▶ **Your task**
Scan the data for "scheduler" and copy each matching line.

▶ **Source material**
//! Batch conversion entry points.
//!
//! [`convert`] reads and decodes an export, then hands every item to
//! [`convert_items`], which runs one [`crate::job::convert_item`] per item
//! through the bounded scheduler and returns once all of them have joined.

use crate::config::ConversionConfig;
use crate::error::{JobError, WxrError};
use crate::item::Item;
use crate::job;
use crate::output::{BatchReport, BatchStats, JobOutcome};
use crate::pipeline::input::{self, InputSource};
use crate::progress::ProgressCallback;
use crate::scheduler;
use std::path::Path;
use std::sync::Arc;
use std::time::Instant;
use tracing::info;

/// Convert a WXR export (file or stdin) into Markdown files.
///
/// # Errors
/// Returns `Err(WxrError)` only for fatal errors: the input is missing,
/// unreadable, or not a WXR document. Individual documents that fail are
/// reported in [`BatchReport::outcomes`].
pub async fn convert(
    source: &InputSource,
    config: &ConversionConfig,
) -> Result<BatchReport, WxrError> {
    info!("Starting conversion: {:?}", source);
    let items = input::load_items(source).await?;
    Ok(convert_items(items, config).await)
}

/// Convert the export at `path`.
pub async fn convert_file(
    path: impl AsRef<Path>,
    config: &ConversionConfig,
) -> Result<BatchReport, WxrError> {
    convert(&InputSource::File(path.as_ref().to_path_buf()), config).await
}

/// Synchronous wrapper around [`convert`].
///
/// Creates a temporary multi-threaded tokio runtime internally.
pub fn convert_sync(
    source: &InputSource,
    config: &ConversionConfig,
) -> Result<BatchReport, WxrError> {
    tokio::runtime::Runtime::new()
        .map_err(|e| WxrError::Internal(format!("Failed to create tokio runtime: {}", e)))?
        .block_on(convert(source, config))
}

/// Convert already-decoded items with at most `config.concurrency` in flight.
pub async fn convert_items(items: Vec<Item>, config: &ConversionConfig) -> BatchReport {
    let start = Instant::now();
    let total = items.len();
    if let Some(ref cb) = config.progress_callback {
        cb.on_batch_start(total);
    }

    // A panicked task loses its item, so keep the titles for reporting.
    let titles: Vec<String> = items.iter().map(|i| i.title.clone()).collect();
    let layout = Arc::new(config.layout());
    let generator = config.generator;
    let callback = config.progress_callback.clone();

    let results = scheduler::run_bounded(items, config.concurrency, move |item| {
        let layout = Arc::clone(&layout);
        let callback = callback.clone();
        async move {
            let outcome = job::convert_item(item, &layout, generator).await;
            notify(callback.as_ref(), &outcome);
            outcome
        }
    })
    .await;

    let outcomes: Vec<JobOutcome> = results
        .into_iter()
        .zip(titles)
        .map(|(result, title)| {
            result.unwrap_or_else(|aborted| {
                let outcome = JobOutcome::Failed {
                    title,
                    error: JobError::Panicked {
                        detail: aborted.to_string(),
                    },
                };
                notify(config.progress_callback.as_ref(), &outcome);
                outcome
            })
        })
        .collect();

    let stats = BatchStats::from_outcomes(&outcomes, start.elapsed().as_millis() as u64);
    info!(
        "Conversion complete: {} written, {} skipped, {} failed of {} items, {}ms",
        stats.written, stats.skipped, stats.failed, stats.total, stats.duration_ms
    );
    if let Some(ref cb) = config.progress_callback {
        cb.on_batch_complete(total, stats.written);
    }

    BatchReport { outcomes, stats }
}

fn notify(callback: Option<&ProgressCallback>, outcome: &JobOutcome) {
    let Some(cb) = callback else { return };
    match outcome {
        JobOutcome::Written { title, path, .. } => cb.on_item_written(title, path),
        JobOutcome::Skipped { title, reason } => cb.on_item_skipped(title, *reason),
        JobOutcome::Failed { title, error } => cb.on_item_failed(title, &error.to_string()),
    }
}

▶ **Answer space**
//! through the bounded scheduler and returns once all of them have joined.
use crate::scheduler;
    let results = scheduler::run_bounded(items, config.concurrency, move |item| {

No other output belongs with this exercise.